:: ENTRIES PROVIDED ::

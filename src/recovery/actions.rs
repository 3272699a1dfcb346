//! Corrective actions
//!
//! Each action blocks the calling cycle until its settle delay has passed.
//! Command failures are logged and swallowed: the caller has already
//! counted the attempt, so a consistently failing action still escalates.

use std::sync::Arc;
use std::time::Duration;
use tokio::time::sleep;

use super::audio::{find_modem_usb_id, AudioConfigurator};
use crate::config::Config;
use crate::executor::{CommandError, EngineCli};
use crate::inspect::modem::DEVICE_COMMAND_PREFIX;
use crate::inspect::{AsteriskInspector, ModemInspector};
use crate::recovery_log::RecoveryLog;
use crate::tunnel::TunnelProvider;

/// How a Hard recovery reset the hardware
#[derive(Debug, Clone, PartialEq, Eq)]
pub enum HardReset {
    UsbReset(String),
    ServiceRestart,
}

pub struct RecoveryExecutor {
    config: Arc<Config>,
    cli: EngineCli,
    modems: ModemInspector,
    asterisk: AsteriskInspector,
    audio: AudioConfigurator,
    log: Arc<RecoveryLog>,
}

impl RecoveryExecutor {
    pub fn new(
        config: Arc<Config>,
        cli: EngineCli,
        modems: ModemInspector,
        asterisk: AsteriskInspector,
        audio: AudioConfigurator,
        log: Arc<RecoveryLog>,
    ) -> Self {
        Self {
            config,
            cli,
            modems,
            asterisk,
            audio,
            log,
        }
    }

    pub fn audio(&self) -> &AudioConfigurator {
        &self.audio
    }

    fn report(&self, what: &str, result: &Result<String, CommandError>) -> bool {
        match result {
            Ok(_) => true,
            Err(e) if !e.is_delivery_failure() => {
                self.log.warning(format!("{} returned an error: {}", what, e));
                true
            }
            Err(e) => {
                self.log.error(format!("{} failed: {}", what, e));
                false
            }
        }
    }

    async fn restart_engine(&self) -> bool {
        let result = self.cli.shell(&self.config.asterisk_restart_command).await;
        self.report("Asterisk restart", &result)
    }

    /// Reconfigure audio on every known modem; outcomes are logged by the configurator
    async fn configure_all(&self) {
        let (ids, _) = self.modems.known_ids(&self.config.modem_ids).await;
        for id in &ids {
            self.audio.configure(id, &self.log).await;
        }
    }

    /// Restart a single device, settle, reconfigure its audio
    pub async fn soft(&self, modem_id: &str) -> bool {
        self.log.info(format!("Soft recovery: restarting device {}", modem_id));
        let result = self
            .cli
            .rx(&format!("{} restart now {}", DEVICE_COMMAND_PREFIX, modem_id))
            .await;
        let delivered = self.report(&format!("Device restart of {}", modem_id), &result);

        sleep(Duration::from_secs(self.config.soft_delay_secs)).await;
        self.audio.configure(modem_id, &self.log).await;

        if delivered {
            self.log.info(format!("Soft recovery of {} completed", modem_id));
        }
        delivered
    }

    /// Restart the telephony engine, settle, reconfigure every modem
    pub async fn medium(&self, modem_id: &str) -> bool {
        self.log.info(format!("Medium recovery for {}: restarting Asterisk", modem_id));
        let delivered = self.restart_engine().await;

        sleep(Duration::from_secs(self.config.medium_delay_secs)).await;
        self.configure_all().await;

        if delivered {
            self.log.info(format!("Medium recovery for {} completed", modem_id));
        }
        delivered
    }

    /// Best-effort USB reset (engine restart if unavailable), settle, reconfigure every modem
    pub async fn hard(&self, modem_id: &str) -> HardReset {
        self.log.info(format!("Hard recovery for {}: resetting USB", modem_id));

        let reset = match self.usb_reset().await {
            Some(usb_id) => HardReset::UsbReset(usb_id),
            None => {
                self.log.warning("USB reset unavailable, falling back to Asterisk restart");
                self.restart_engine().await;
                HardReset::ServiceRestart
            }
        };

        sleep(Duration::from_secs(self.config.hard_delay_secs)).await;
        self.configure_all().await;

        self.log.info(format!("Hard recovery for {} completed", modem_id));
        reset
    }

    async fn usb_reset(&self) -> Option<String> {
        let tool = self.config.usb_reset_command.trim();
        if tool.is_empty() {
            return None;
        }

        let usb_id = match self.cli.shell("lsusb").await {
            Ok(output) => find_modem_usb_id(&output)?,
            Err(e) => {
                self.log.warning(format!("lsusb failed: {}", e));
                return None;
            }
        };

        match self.cli.shell(&format!("{} {}", tool, usb_id)).await {
            Ok(_) => {
                self.log.info(format!("USB device {} reset", usb_id));
                Some(usb_id)
            }
            Err(e) => {
                self.log.warning(format!("USB reset of {} failed: {}", usb_id, e));
                None
            }
        }
    }

    /// Restart the engine, settle, re-check. Returns whether it came back.
    pub async fn recover_asterisk(&self) -> bool {
        self.log.info("Restarting Asterisk");
        self.restart_engine().await;

        sleep(Duration::from_secs(self.config.asterisk_delay_secs)).await;

        if self.asterisk.check().await {
            self.log.ok("Asterisk recovered after restart");
            true
        } else {
            self.log.error("Asterisk still not responding after restart");
            false
        }
    }

    pub async fn reconnect_tunnel(&self, provider: &dyn TunnelProvider) -> bool {
        self.log.info(format!("Reconnecting WireGuard tunnel {}", self.config.wg_interface));
        match provider.reconnect().await {
            Ok(()) => {
                self.log.info("WireGuard reconnect issued");
                true
            }
            Err(e) => {
                self.log.error(format!("WireGuard reconnect failed: {:#}", e));
                false
            }
        }
    }
}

:::

» **WHAT THE TASK REQUIRES**
All entries shown above should be duplicated without a single difference.

» **ANSWER FOR THE TASK**
filename src/recovery/actions.rs
repository 3272699a1dfcb346
//! Corrective actions
//!
//! Each action blocks the calling cycle until its settle delay has passed.
//! Command failures are logged and swallowed: the caller has already
//! counted the attempt, so a consistently failing action still escalates.

use std::sync::Arc;
use std::time::Duration;
use tokio::time::sleep;

use super::audio::{find_modem_usb_id, AudioConfigurator};
use crate::config::Config;
use crate::executor::{CommandError, EngineCli};
use crate::inspect::modem::DEVICE_COMMAND_PREFIX;
use crate::inspect::{AsteriskInspector, ModemInspector};
use crate::recovery_log::RecoveryLog;
use crate::tunnel::TunnelProvider;

/// How a Hard recovery reset the hardware
#[derive(Debug, Clone, PartialEq, Eq)]
pub enum HardReset {
    UsbReset(String),
    ServiceRestart,
}

pub struct RecoveryExecutor {
    config: Arc<Config>,
    cli: EngineCli,
    modems: ModemInspector,
    asterisk: AsteriskInspector,
    audio: AudioConfigurator,
    log: Arc<RecoveryLog>,
}

impl RecoveryExecutor {
    pub fn new(
        config: Arc<Config>,
        cli: EngineCli,
        modems: ModemInspector,
        asterisk: AsteriskInspector,
        audio: AudioConfigurator,
        log: Arc<RecoveryLog>,
    ) -> Self {
        Self {
            config,
            cli,
            modems,
            asterisk,
            audio,
            log,
        }
    }

    pub fn audio(&self) -> &AudioConfigurator {
        &self.audio
    }

    fn report(&self, what: &str, result: &Result<String, CommandError>) -> bool {
        match result {
            Ok(_) => true,
            Err(e) if !e.is_delivery_failure() => {
                self.log.warning(format!("{} returned an error: {}", what, e));
                true
            }
            Err(e) => {
                self.log.error(format!("{} failed: {}", what, e));
                false
            }
        }
    }

    async fn restart_engine(&self) -> bool {
        let result = self.cli.shell(&self.config.asterisk_restart_command).await;
        self.report("Asterisk restart", &result)
    }

    /// Reconfigure audio on every known modem; outcomes are logged by the configurator
    async fn configure_all(&self) {
        let (ids, _) = self.modems.known_ids(&self.config.modem_ids).await;
        for id in &ids {
            self.audio.configure(id, &self.log).await;
        }
    }

    /// Restart a single device, settle, reconfigure its audio
    pub async fn soft(&self, modem_id: &str) -> bool {
        self.log.info(format!("Soft recovery: restarting device {}", modem_id));
        let result = self
            .cli
            .rx(&format!("{} restart now {}", DEVICE_COMMAND_PREFIX, modem_id))
            .await;
        let delivered = self.report(&format!("Device restart of {}", modem_id), &result);

        sleep(Duration::from_secs(self.config.soft_delay_secs)).await;
        self.audio.configure(modem_id, &self.log).await;

        if delivered {
            self.log.info(format!("Soft recovery of {} completed", modem_id));
        }
        delivered
    }

    /// Restart the telephony engine, settle, reconfigure every modem
    pub async fn medium(&self, modem_id: &str) -> bool {
        self.log.info(format!("Medium recovery for {}: restarting Asterisk", modem_id));
        let delivered = self.restart_engine().await;

        sleep(Duration::from_secs(self.config.medium_delay_secs)).await;
        self.configure_all().await;

        if delivered {
            self.log.info(format!("Medium recovery for {} completed", modem_id));
        }
        delivered
    }

    /// Best-effort USB reset (engine restart if unavailable), settle, reconfigure every modem
    pub async fn hard(&self, modem_id: &str) -> HardReset {
        self.log.info(format!("Hard recovery for {}: resetting USB", modem_id));

        let reset = match self.usb_reset().await {
            Some(usb_id) => HardReset::UsbReset(usb_id),
            None => {
                self.log.warning("USB reset unavailable, falling back to Asterisk restart");
                self.restart_engine().await;
                HardReset::ServiceRestart
            }
        };

        sleep(Duration::from_secs(self.config.hard_delay_secs)).await;
        self.configure_all().await;

        self.log.info(format!("Hard recovery for {} completed", modem_id));
        reset
    }

    async fn usb_reset(&self) -> Option<String> {
        let tool = self.config.usb_reset_command.trim();
        if tool.is_empty() {
            return None;
        }

        let usb_id = match self.cli.shell("lsusb").await {
            Ok(output) => find_modem_usb_id(&output)?,
            Err(e) => {
                self.log.warning(format!("lsusb failed: {}", e));
                return None;
            }
        };

        match self.cli.shell(&format!("{} {}", tool, usb_id)).await {
            Ok(_) => {
                self.log.info(format!("USB device {} reset", usb_id));
                Some(usb_id)
            }
            Err(e) => {
                self.log.warning(format!("USB reset of {} failed: {}", usb_id, e));
                None
            }
        }
    }

    /// Restart the engine, settle, re-check. Returns whether it came back.
    pub async fn recover_asterisk(&self) -> bool {
        self.log.info("Restarting Asterisk");
        self.restart_engine().await;

        sleep(Duration::from_secs(self.config.asterisk_delay_secs)).await;

        if self.asterisk.check().await {
            self.log.ok("Asterisk recovered after restart");
            true
        } else {
            self.log.error("Asterisk still not responding after restart");
            false
        }
    }

    pub async fn reconnect_tunnel(&self, provider: &dyn TunnelProvider) -> bool {
        self.log.info(format!("Reconnecting WireGuard tunnel {}", self.config.wg_interface));
        match provider.reconnect().await {
            Ok(()) => {
                self.log.info("WireGuard reconnect issued");
                true
            }
            Err(e) => {
                self.log.error(format!("WireGuard reconnect failed: {:#}", e));
                false
            }
        }
    }
}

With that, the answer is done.